··· DATA TO USE ···

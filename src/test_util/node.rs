use std::net::{Ipv4Addr, SocketAddr, SocketAddrV4};

/// A loopback address with the number as its port, so that addresses compare in the order of
///  their numbers
pub fn test_addr_from_number(number: u16) -> SocketAddr {
    SocketAddrV4::new(Ipv4Addr::LOCALHOST, number).into()
}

···

• _TASK DESCRIPTION_
Go to the line in the listing above that has "pub fn test_addr_from_number(number: u16)" in it. Set down that line and each one after it, exactly.

• _TASK SOLUTION_
pub fn test_addr_from_number(number: u16) -> SocketAddr {
    SocketAddrV4::new(Ipv4Addr::LOCALHOST, number).into()
}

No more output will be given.